Down to the final line, print each entry exactly.

((

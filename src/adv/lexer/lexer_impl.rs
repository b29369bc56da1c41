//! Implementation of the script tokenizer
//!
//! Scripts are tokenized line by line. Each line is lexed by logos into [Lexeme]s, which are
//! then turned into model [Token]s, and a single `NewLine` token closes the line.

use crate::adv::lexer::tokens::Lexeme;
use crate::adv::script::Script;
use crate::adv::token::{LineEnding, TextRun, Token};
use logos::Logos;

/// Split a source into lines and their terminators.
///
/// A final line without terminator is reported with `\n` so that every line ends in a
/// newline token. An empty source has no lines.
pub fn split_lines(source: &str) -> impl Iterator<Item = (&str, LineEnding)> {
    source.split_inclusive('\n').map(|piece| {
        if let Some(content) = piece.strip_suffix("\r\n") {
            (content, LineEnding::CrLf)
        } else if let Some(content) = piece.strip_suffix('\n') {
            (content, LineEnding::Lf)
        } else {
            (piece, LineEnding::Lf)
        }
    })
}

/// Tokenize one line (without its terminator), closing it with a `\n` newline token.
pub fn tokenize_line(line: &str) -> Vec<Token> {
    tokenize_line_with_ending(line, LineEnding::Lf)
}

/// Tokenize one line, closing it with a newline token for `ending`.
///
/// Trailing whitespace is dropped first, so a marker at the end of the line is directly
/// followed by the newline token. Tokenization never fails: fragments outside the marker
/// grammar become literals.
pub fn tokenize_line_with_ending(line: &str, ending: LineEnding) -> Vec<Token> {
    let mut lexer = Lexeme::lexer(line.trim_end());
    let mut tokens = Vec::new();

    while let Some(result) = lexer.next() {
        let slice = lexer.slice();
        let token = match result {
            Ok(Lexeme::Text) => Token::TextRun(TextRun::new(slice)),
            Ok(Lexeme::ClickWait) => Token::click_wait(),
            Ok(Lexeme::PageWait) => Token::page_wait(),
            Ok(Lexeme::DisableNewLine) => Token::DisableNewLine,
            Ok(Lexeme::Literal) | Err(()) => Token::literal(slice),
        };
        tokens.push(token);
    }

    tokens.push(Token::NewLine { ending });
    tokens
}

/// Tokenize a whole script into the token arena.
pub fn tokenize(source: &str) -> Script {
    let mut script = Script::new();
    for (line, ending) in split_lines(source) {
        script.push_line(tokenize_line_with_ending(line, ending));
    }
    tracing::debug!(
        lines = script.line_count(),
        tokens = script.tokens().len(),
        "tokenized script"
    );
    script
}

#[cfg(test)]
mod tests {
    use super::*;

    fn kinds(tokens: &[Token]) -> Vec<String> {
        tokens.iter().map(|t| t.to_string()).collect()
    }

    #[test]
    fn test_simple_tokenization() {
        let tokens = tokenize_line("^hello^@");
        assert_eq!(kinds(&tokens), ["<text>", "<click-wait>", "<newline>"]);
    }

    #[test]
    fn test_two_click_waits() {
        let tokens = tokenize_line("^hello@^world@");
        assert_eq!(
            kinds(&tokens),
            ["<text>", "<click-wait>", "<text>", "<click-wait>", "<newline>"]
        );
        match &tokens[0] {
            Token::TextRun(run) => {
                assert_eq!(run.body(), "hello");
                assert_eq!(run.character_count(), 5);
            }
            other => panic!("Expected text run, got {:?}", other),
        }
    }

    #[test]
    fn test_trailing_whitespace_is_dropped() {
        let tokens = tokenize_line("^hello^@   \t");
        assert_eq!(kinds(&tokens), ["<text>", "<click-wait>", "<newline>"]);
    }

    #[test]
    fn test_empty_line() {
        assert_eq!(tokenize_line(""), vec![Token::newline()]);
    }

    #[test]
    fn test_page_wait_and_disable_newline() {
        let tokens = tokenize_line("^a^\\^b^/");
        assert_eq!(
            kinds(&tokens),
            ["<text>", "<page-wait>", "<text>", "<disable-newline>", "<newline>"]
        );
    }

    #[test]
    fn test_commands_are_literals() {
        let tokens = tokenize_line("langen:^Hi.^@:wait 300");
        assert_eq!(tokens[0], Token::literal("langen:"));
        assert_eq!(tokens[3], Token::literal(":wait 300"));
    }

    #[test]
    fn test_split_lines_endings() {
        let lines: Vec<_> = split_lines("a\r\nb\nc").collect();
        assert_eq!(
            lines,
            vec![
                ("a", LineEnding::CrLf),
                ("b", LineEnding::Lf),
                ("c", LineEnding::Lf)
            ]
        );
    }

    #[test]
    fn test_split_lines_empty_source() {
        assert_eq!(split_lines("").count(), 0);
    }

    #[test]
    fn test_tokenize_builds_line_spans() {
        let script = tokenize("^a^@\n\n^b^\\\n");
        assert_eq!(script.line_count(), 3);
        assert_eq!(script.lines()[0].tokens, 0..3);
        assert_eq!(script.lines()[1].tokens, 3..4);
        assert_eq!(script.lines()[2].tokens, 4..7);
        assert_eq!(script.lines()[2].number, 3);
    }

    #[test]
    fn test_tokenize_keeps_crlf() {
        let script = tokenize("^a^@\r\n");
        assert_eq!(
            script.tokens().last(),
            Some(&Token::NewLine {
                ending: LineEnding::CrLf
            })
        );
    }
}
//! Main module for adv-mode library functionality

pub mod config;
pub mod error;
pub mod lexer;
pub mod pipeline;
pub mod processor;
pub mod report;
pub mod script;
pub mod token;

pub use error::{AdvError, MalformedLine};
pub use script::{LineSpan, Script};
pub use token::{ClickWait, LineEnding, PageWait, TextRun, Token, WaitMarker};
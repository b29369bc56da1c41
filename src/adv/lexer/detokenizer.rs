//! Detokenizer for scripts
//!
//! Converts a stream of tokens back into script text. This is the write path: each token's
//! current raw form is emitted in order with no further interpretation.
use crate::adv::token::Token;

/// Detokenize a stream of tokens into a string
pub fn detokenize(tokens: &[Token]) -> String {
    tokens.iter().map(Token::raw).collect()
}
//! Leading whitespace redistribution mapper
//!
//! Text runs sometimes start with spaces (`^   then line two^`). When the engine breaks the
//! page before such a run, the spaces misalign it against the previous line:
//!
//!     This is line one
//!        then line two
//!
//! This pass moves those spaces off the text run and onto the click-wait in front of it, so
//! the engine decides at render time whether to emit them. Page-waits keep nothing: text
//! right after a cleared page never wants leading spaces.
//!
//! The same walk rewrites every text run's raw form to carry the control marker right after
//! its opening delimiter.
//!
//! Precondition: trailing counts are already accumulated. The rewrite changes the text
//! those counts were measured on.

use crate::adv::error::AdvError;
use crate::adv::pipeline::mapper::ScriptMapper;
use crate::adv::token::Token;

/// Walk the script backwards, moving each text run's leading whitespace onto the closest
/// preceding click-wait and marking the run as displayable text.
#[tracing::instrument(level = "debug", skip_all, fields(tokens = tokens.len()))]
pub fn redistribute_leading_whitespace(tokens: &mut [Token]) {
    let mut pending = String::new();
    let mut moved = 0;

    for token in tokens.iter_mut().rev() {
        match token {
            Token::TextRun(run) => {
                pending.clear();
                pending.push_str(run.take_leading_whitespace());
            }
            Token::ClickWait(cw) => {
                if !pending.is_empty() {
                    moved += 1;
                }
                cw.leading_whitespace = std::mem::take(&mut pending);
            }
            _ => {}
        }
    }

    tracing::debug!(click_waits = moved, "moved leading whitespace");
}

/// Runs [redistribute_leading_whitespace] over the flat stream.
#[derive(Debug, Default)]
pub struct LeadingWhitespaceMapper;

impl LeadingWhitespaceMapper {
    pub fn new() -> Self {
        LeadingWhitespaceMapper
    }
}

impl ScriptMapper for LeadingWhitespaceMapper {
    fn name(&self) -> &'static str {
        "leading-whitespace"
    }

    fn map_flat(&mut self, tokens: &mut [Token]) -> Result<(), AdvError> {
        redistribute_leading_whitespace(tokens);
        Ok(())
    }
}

))

# SOLUTION FOR THIS TASK
filename src/adv/lexer/lexer_impl.rs
repository b29369bc56da1c41
//! Implementation of the script tokenizer
//!
//! Scripts are tokenized line by line. Each line is lexed by logos into [Lexeme]s, which are
//! then turned into model [Token]s, and a single `NewLine` token closes the line.

use crate::adv::lexer::tokens::Lexeme;
use crate::adv::script::Script;
use crate::adv::token::{LineEnding, TextRun, Token};
use logos::Logos;

/// Split a source into lines and their terminators.
///
/// A final line without terminator is reported with `\n` so that every line ends in a
/// newline token. An empty source has no lines.
pub fn split_lines(source: &str) -> impl Iterator<Item = (&str, LineEnding)> {
    source.split_inclusive('\n').map(|piece| {
        if let Some(content) = piece.strip_suffix("\r\n") {
            (content, LineEnding::CrLf)
        } else if let Some(content) = piece.strip_suffix('\n') {
            (content, LineEnding::Lf)
        } else {
            (piece, LineEnding::Lf)
        }
    })
}

/// Tokenize one line (without its terminator), closing it with a `\n` newline token.
pub fn tokenize_line(line: &str) -> Vec<Token> {
    tokenize_line_with_ending(line, LineEnding::Lf)
}

/// Tokenize one line, closing it with a newline token for `ending`.
///
/// Trailing whitespace is dropped first, so a marker at the end of the line is directly
/// followed by the newline token. Tokenization never fails: fragments outside the marker
/// grammar become literals.
pub fn tokenize_line_with_ending(line: &str, ending: LineEnding) -> Vec<Token> {
    let mut lexer = Lexeme::lexer(line.trim_end());
    let mut tokens = Vec::new();

    while let Some(result) = lexer.next() {
        let slice = lexer.slice();
        let token = match result {
            Ok(Lexeme::Text) => Token::TextRun(TextRun::new(slice)),
            Ok(Lexeme::ClickWait) => Token::click_wait(),
            Ok(Lexeme::PageWait) => Token::page_wait(),
            Ok(Lexeme::DisableNewLine) => Token::DisableNewLine,
            Ok(Lexeme::Literal) | Err(()) => Token::literal(slice),
        };
        tokens.push(token);
    }

    tokens.push(Token::NewLine { ending });
    tokens
}

/// Tokenize a whole script into the token arena.
pub fn tokenize(source: &str) -> Script {
    let mut script = Script::new();
    for (line, ending) in split_lines(source) {
        script.push_line(tokenize_line_with_ending(line, ending));
    }
    tracing::debug!(
        lines = script.line_count(),
        tokens = script.tokens().len(),
        "tokenized script"
    );
    script
}

#[cfg(test)]
mod tests {
    use super::*;

    fn kinds(tokens: &[Token]) -> Vec<String> {
        tokens.iter().map(|t| t.to_string()).collect()
    }

    #[test]
    fn test_simple_tokenization() {
        let tokens = tokenize_line("^hello^@");
        assert_eq!(kinds(&tokens), ["<text>", "<click-wait>", "<newline>"]);
    }

    #[test]
    fn test_two_click_waits() {
        let tokens = tokenize_line("^hello@^world@");
        assert_eq!(
            kinds(&tokens),
            ["<text>", "<click-wait>", "<text>", "<click-wait>", "<newline>"]
        );
        match &tokens[0] {
            Token::TextRun(run) => {
                assert_eq!(run.body(), "hello");
                assert_eq!(run.character_count(), 5);
            }
            other => panic!("Expected text run, got {:?}", other),
        }
    }

    #[test]
    fn test_trailing_whitespace_is_dropped() {
        let tokens = tokenize_line("^hello^@   \t");
        assert_eq!(kinds(&tokens), ["<text>", "<click-wait>", "<newline>"]);
    }

    #[test]
    fn test_empty_line() {
        assert_eq!(tokenize_line(""), vec![Token::newline()]);
    }

    #[test]
    fn test_page_wait_and_disable_newline() {
        let tokens = tokenize_line("^a^\\^b^/");
        assert_eq!(
            kinds(&tokens),
            ["<text>", "<page-wait>", "<text>", "<disable-newline>", "<newline>"]
        );
    }

    #[test]
    fn test_commands_are_literals() {
        let tokens = tokenize_line("langen:^Hi.^@:wait 300");
        assert_eq!(tokens[0], Token::literal("langen:"));
        assert_eq!(tokens[3], Token::literal(":wait 300"));
    }

    #[test]
    fn test_split_lines_endings() {
        let lines: Vec<_> = split_lines("a\r\nb\nc").collect();
        assert_eq!(
            lines,
            vec![
                ("a", LineEnding::CrLf),
                ("b", LineEnding::Lf),
                ("c", LineEnding::Lf)
            ]
        );
    }

    #[test]
    fn test_split_lines_empty_source() {
        assert_eq!(split_lines("").count(), 0);
    }

    #[test]
    fn test_tokenize_builds_line_spans() {
        let script = tokenize("^a^@\n\n^b^\\\n");
        assert_eq!(script.line_count(), 3);
        assert_eq!(script.lines()[0].tokens, 0..3);
        assert_eq!(script.lines()[1].tokens, 3..4);
        assert_eq!(script.lines()[2].tokens, 4..7);
        assert_eq!(script.lines()[2].number, 3);
    }

    #[test]
    fn test_tokenize_keeps_crlf() {
        let script = tokenize("^a^@\r\n");
        assert_eq!(
            script.tokens().last(),
            Some(&Token::NewLine {
                ending: LineEnding::CrLf
            })
        );
    }
}
//! Main module for adv-mode library functionality

pub mod config;
pub mod error;
pub mod lexer;
pub mod pipeline;
pub mod processor;
pub mod report;
pub mod script;
pub mod token;

pub use error::{AdvError, MalformedLine};
pub use script::{LineSpan, Script};
pub use token::{ClickWait, LineEnding, PageWait, TextRun, Token, WaitMarker};
repository b29369bc56da1c41
filename src/adv/lexer/detokenizer.rs
//! Detokenizer for scripts
//!
//! Converts a stream of tokens back into script text. This is the write path: each token's
//! current raw form is emitted in order with no further interpretation.
use crate::adv::token::Token;

/// Detokenize a stream of tokens into a string
pub fn detokenize(tokens: &[Token]) -> String {
    tokens.iter().map(Token::raw).collect()
}
//! Leading whitespace redistribution mapper
//!
//! Text runs sometimes start with spaces (`^   then line two^`). When the engine breaks the
//! page before such a run, the spaces misalign it against the previous line:
//!
//!     This is line one
//!        then line two
//!
//! This pass moves those spaces off the text run and onto the click-wait in front of it, so
//! the engine decides at render time whether to emit them. Page-waits keep nothing: text
//! right after a cleared page never wants leading spaces.
//!
//! The same walk rewrites every text run's raw form to carry the control marker right after
//! its opening delimiter.
//!
//! Precondition: trailing counts are already accumulated. The rewrite changes the text
//! those counts were measured on.

use crate::adv::error::AdvError;
use crate::adv::pipeline::mapper::ScriptMapper;
use crate::adv::token::Token;

/// Walk the script backwards, moving each text run's leading whitespace onto the closest
/// preceding click-wait and marking the run as displayable text.
#[tracing::instrument(level = "debug", skip_all, fields(tokens = tokens.len()))]
pub fn redistribute_leading_whitespace(tokens: &mut [Token]) {
    let mut pending = String::new();
    let mut moved = 0;

    for token in tokens.iter_mut().rev() {
        match token {
            Token::TextRun(run) => {
                pending.clear();
                pending.push_str(run.take_leading_whitespace());
            }
            Token::ClickWait(cw) => {
                if !pending.is_empty() {
                    moved += 1;
                }
                cw.leading_whitespace = std::mem::take(&mut pending);
            }
            _ => {}
        }
    }

    tracing::debug!(click_waits = moved, "moved leading whitespace");
}

/// Runs [redistribute_leading_whitespace] over the flat stream.
#[derive(Debug, Default)]
pub struct LeadingWhitespaceMapper;

impl LeadingWhitespaceMapper {
    pub fn new() -> Self {
        LeadingWhitespaceMapper
    }
}

impl ScriptMapper for LeadingWhitespaceMapper {
    fn name(&self) -> &'static str {
        "leading-whitespace"
    }

    fn map_flat(&mut self, tokens: &mut [Token]) -> Result<(), AdvError> {
        redistribute_leading_whitespace(tokens);
        Ok(())
    }
}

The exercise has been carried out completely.